WORSHIP MUSIC | SECOND SUNDAY OF EASTER

On this Second Sunday of Easter, April 11, Music Director Hyosang Park performs a handbell solo, and Pianist Julia Hanna treats us to beautiful classical music pieces.   Our hymns include “Spirit Of God” and “Open My Eyes, That I May See,” popular hymns for this season. “Savior, Like A Shepherd Lead Us, a favorite hymn of mine,” fittingly brings this service to its close. 

 The hymn, “Savior, Like A Shepherd Lead Us,” was first published by its composer Dorothy Ann Thrupp in a collection of songs titled “Hymns For The Young,” and sung to the music “Bradbury” by William B. Bradbury. It is a prayer  based on Psalm 23, with pleas for tender care from lost, needy children. The Shepherd responds with love. We are his lambs, and He, our Shepherd continues to lead us.

Video:  “Savior, Like A Shepherd Lead Us,”      

In this Easter season, we celebrate new life in Christ, who triumphed over death and is alive again. Come, let us worship in the light of his teachings and his healing mercies, and come before his presence with music and hymns.  Pastor Rebekah Anderson is preaching on “The Syrophoenician Woman’s Faith,” as recorded in the Scripture Mark 7:24-30.  

Click here to join us in this worship service and share in songs and music.

[Videos credit: YouTube]  [Photo credit: PUMC Library]

GOOD FRIDAY WORSHIP MUSIC

   🎵🎼🎺Were you there when they crucified my Lord? 🎼🎷🎵

On  Good Friday   we commemorate the crucifixion of Jesus and his death at CalvaryThis Good Friday service features a special performance by our Virtual Handbell choir performing A. Sherman’s “What Wondrous Love Is This.” Because the Cross represents the way Jesus died, we also sing these three hymns, “Jesus Keep Me Near The Cross,” “Beneath The Cross Of Jesus,” and “When I Survey The Wondrous Cross.” On this day, as we enter more deeply into the passion of Jesus, we allow Jesus’ passionate love for us to enter our hearts, minds, bodies, and souls more deeply as well. May our music inspire us to hold firm to our faith and rejoice that Jesus’ death paid the price for our sin. 

Video: “When I Survey The Wondrous Cross”

Isaac Watts, a Christian minister, and hymn writer, wrote the hymn “When I Survey The Wondrous Cross” in 1707 based on the Crucifixion. Watts is credited with some 750 hymns. Sung to the tune ‘Rockingham,’ it is used for many years by the BBC to introduce its 7am broadcast on Good Friday

Video: “Jesus Keeps Me Near The Cross”

 Fanny Crosby wrote the hymn “Jesus Keeps Me Near The Cross, published in 1869.  William Howard Doane composed the tune before Crosby wrote the lyrics.
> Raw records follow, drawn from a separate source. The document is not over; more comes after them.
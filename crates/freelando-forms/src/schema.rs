//! Declarative description of forms and their fields.

use std::collections::HashMap;

use serde::{Deserialize, Serialize};
use serde_json::Value;

use crate::validation::{AsyncValidatorSpec, ErrorKind, ValidatorSpec};

/// Message shown for an error kind the field has no entry for.
pub const FALLBACK_MESSAGE: &str = "Campo inválido";

/// The input kind of a field.
#[derive(Debug, Clone, Copy, PartialEq, Eq, Serialize, Deserialize)]
#[serde(rename_all = "lowercase")]
pub enum FieldKind {
    /// Single-line text.
    Text,
    /// Email address.
    Email,
    /// Masked password.
    Password,
    /// Dropdown with one selection.
    Select,
    /// Multi-line text.
    Textarea,
    /// Radio group with one selection.
    Radio,
    /// File picker; the value is a data URL.
    File,
    /// Several selections from fixed choices.
    MultiSelect,
    /// A list of structured entries.
    List,
}

impl FieldKind {
    /// Returns the HTML input type used to render this kind.
    pub const fn input_type(self) -> &'static str {
        match self {
            Self::Text | Self::List => "text",
            Self::Email => "email",
            Self::Password => "password",
            Self::Select | Self::MultiSelect => "select",
            Self::Textarea => "textarea",
            Self::Radio => "radio",
            Self::File => "file",
        }
    }

    /// Returns the value a fresh control of this kind starts with.
    pub fn empty_value(self) -> Value {
        match self {
            Self::MultiSelect | Self::List => Value::Array(Vec::new()),
            _ => Value::String(String::new()),
        }
    }
}

/// Horizontal space a field takes in the step layout.
#[derive(Debug, Clone, Copy, PartialEq, Eq, Default, Serialize, Deserialize)]
#[serde(rename_all = "lowercase")]
pub enum LayoutWidth {
    /// The whole row.
    #[default]
    Full,
    /// Half a row.
    Half,
}

/// One selectable option.
#[derive(Debug, Clone, PartialEq, Eq, Serialize, Deserialize)]
pub struct Choice {
    /// The submitted value.
    pub value: String,
    /// The displayed label.
    pub label: String,
}

impl Choice {
    /// Creates a choice.
    pub fn new(value: impl Into<String>, label: impl Into<String>) -> Self {
        Self {
            value: value.into(),
            label: label.into(),
        }
    }
}

/// Definition of a form field.
#[derive(Debug, Clone)]
pub struct FieldSchema {
    /// Field label.
    pub label: String,
    /// Field name; the key of its value in the form group.
    pub name: String,
    /// Input kind.
    pub kind: FieldKind,
    /// Whether the field is marked as required in the layout.
    pub required: bool,
    /// Placeholder text.
    pub placeholder: String,
    /// Messages shown per error kind.
    pub error_messages: HashMap<ErrorKind, String>,
    /// Synchronous validators, in evaluation order.
    pub validators: Vec<ValidatorSpec>,
    /// Asynchronous validators, run only after every synchronous one passes.
    pub async_validators: Vec<AsyncValidatorSpec>,
    /// Layout hint.
    pub width: LayoutWidth,
    /// Fixed choices for select and radio fields.
    pub choices: Vec<Choice>,
    /// Starting value. Defaults to the kind's empty value.
    pub initial: Value,
}

impl FieldSchema {
    /// Creates a new field definition.
    pub fn new(name: impl Into<String>, label: impl Into<String>, kind: FieldKind) -> Self {
        Self {
            label: label.into(),
            name: name.into(),
            kind,
            required: false,
            placeholder: String::new(),
            error_messages: HashMap::new(),
            validators: Vec::new(),
            async_validators: Vec::new(),
            width: LayoutWidth::Full,
            choices: Vec::new(),
            initial: kind.empty_value(),
        }
    }

    /// Marks the field as required in the layout.
    #[must_use]
    pub fn required(mut self) -> Self {
        self.required = true;
        self
    }

    /// Sets the placeholder.
    #[must_use]
    pub fn placeholder(mut self, text: impl Into<String>) -> Self {
        self.placeholder = text.into();
        self
    }

    /// Sets the message shown for an error kind.
    #[must_use]
    pub fn message(mut self, kind: ErrorKind, text: impl Into<String>) -> Self {
        self.error_messages.insert(kind, text.into());
        self
    }

    /// Adds a synchronous validator.
    #[must_use]
    pub fn validator(mut self, validator: ValidatorSpec) -> Self {
        self.validators.push(validator);
        self
    }

    /// Adds an asynchronous validator.
    #[must_use]
    pub fn async_validator(mut self, validator: AsyncValidatorSpec) -> Self {
        self.async_validators.push(validator);
        self
    }

    /// Sets the layout width.
    #[must_use]
    pub fn width(mut self, width: LayoutWidth) -> Self {
        self.width = width;
        self
    }

    /// Sets the fixed choices.
    #[must_use]
    pub fn choices(mut self, choices: impl IntoIterator<Item = Choice>) -> Self {
        self.choices = choices.into_iter().collect();
        self
    }

    /// Sets the starting value.
    #[must_use]
    pub fn initial(mut self, value: impl Into<Value>) -> Self {
        self.initial = value.into();
        self
    }

    /// Returns the message for an error kind, or [`FALLBACK_MESSAGE`].
    pub fn message_for(&self, kind: ErrorKind) -> &str {
        self.error_messages
            .get(&kind)
            .map_or(FALLBACK_MESSAGE, String::as_str)
    }
}

/// Everything a wizard step needs to render and validate its form.
#[derive(Debug, Clone, Default)]
pub struct FormConfiguration {
    /// Heading of the step.
    pub title: String,
    /// Introductory text.
    pub description: String,
    /// Fields in display order.
    pub fields: Vec<FieldSchema>,
}

impl FormConfiguration {
    /// Creates an empty configuration with a title.
    pub fn new(title: impl Into<String>) -> Self {
        Self {
            title: title.into(),
            ..Self::default()
        }
    }

    /// Sets the description.
    #[must_use]
    pub fn description(mut self, text: impl Into<String>) -> Self {
        self.description = text.into();
        self
    }

    /// Appends a field.
    #[must_use]
    pub fn field(mut self, field: FieldSchema) -> Self {
        self.fields.push(field);
        self
    }

    /// Looks a field up by name.
    pub fn get(&self, name: &str) -> Option<&FieldSchema> {
        self.fields.iter().find(|f| f.name == name)
    }
}

#[cfg(test)]
mod tests {
    use super::*;
    use serde_json::json;

    #[test]
    fn test_field_schema_builder() {
        let field = FieldSchema::new("cpf", "CPF", FieldKind::Text)
            .required()
            .placeholder("123.456.789-00")
            .message(ErrorKind::Required, "CPF é obrigatório")
            .message(ErrorKind::ChecksumInvalid, "CPF inválido")
            .validator(ValidatorSpec::Required)
            .validator(ValidatorSpec::Cpf)
            .width(LayoutWidth::Half);

        assert_eq!(field.name, "cpf");
        assert!(field.required);
        assert_eq!(field.validators.len(), 2);
        assert_eq!(field.width, LayoutWidth::Half);
        assert_eq!(field.initial, json!(""));
    }

    #[test]
    fn test_message_fallback() {
        let field = FieldSchema::new("email", "Email", FieldKind::Email)
            .message(ErrorKind::Required, "Email é obrigatório");

        assert_eq!(field.message_for(ErrorKind::Required), "Email é obrigatório");
        assert_eq!(field.message_for(ErrorKind::AlreadyExists), FALLBACK_MESSAGE);
    }

    #[test]
    fn test_list_fields_start_empty() {
        let field = FieldSchema::new("idiomas", "Idiomas", FieldKind::List);
        assert_eq!(field.initial, json!([]));
    }

    #[test]
    fn test_configuration_lookup() {
        let config = FormConfiguration::new("Crie seu cadastro")
            .description("Comece agora")
            .field(FieldSchema::new("nomeCompleto", "Nome Completo", FieldKind::Text))
            .field(FieldSchema::new("estado", "Estado", FieldKind::Select));

        assert_eq!(config.fields.len(), 2);
        assert!(config.get("estado").is_some());
        assert!(config.get("cidade").is_none());
    }
}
The hymn is based on Galatians 6:14. This is one of Crosby’s best-known hymns and has been translated into several languages, including Russian, German, Spanish, and Haitian Creole.


Click here to join us in this Tenebrae worship service based on the Seven Last Words from the Cross and share in songs and music.

[Videos credit: YouTube] [Image credit: Google Images]  [Photo credit: PUMC Library]

 

PALM SUNDAY | SING HOSANNA TO OUR KING!

  🎼🎻🎺 HOSANNA, LOUD HOSANNA! 🎸🎷🎵

On Palm Sunday, we celebrate Jesus’ triumphal entry into Jerusalem as he begins his journey to the Cross, riding on in majesty to die. Our Palm Sunday worship will feature special performances by all choirs and our pianist:

  • The Children’s and Youth choirs will sing the Introit “Antiphonal Hosanna” by G. Alan Smith.
  • The Virtual Chancel choir will sing “Hosanna to the Son of David” by B. Gesius.
  • The Virtual Handbell choir will perform “There is a Balm in Gilead” by Erik Whitehill during the Offertory.
  • Pianist Julia Hanna will play Blumenfeld’s “Prélude #9” and Joaquín Turina’s “Pequeña danza from Jardín de niños” favorite classical music of PUMC. We are grateful to all our musicians for lifting us up with such beautiful music.  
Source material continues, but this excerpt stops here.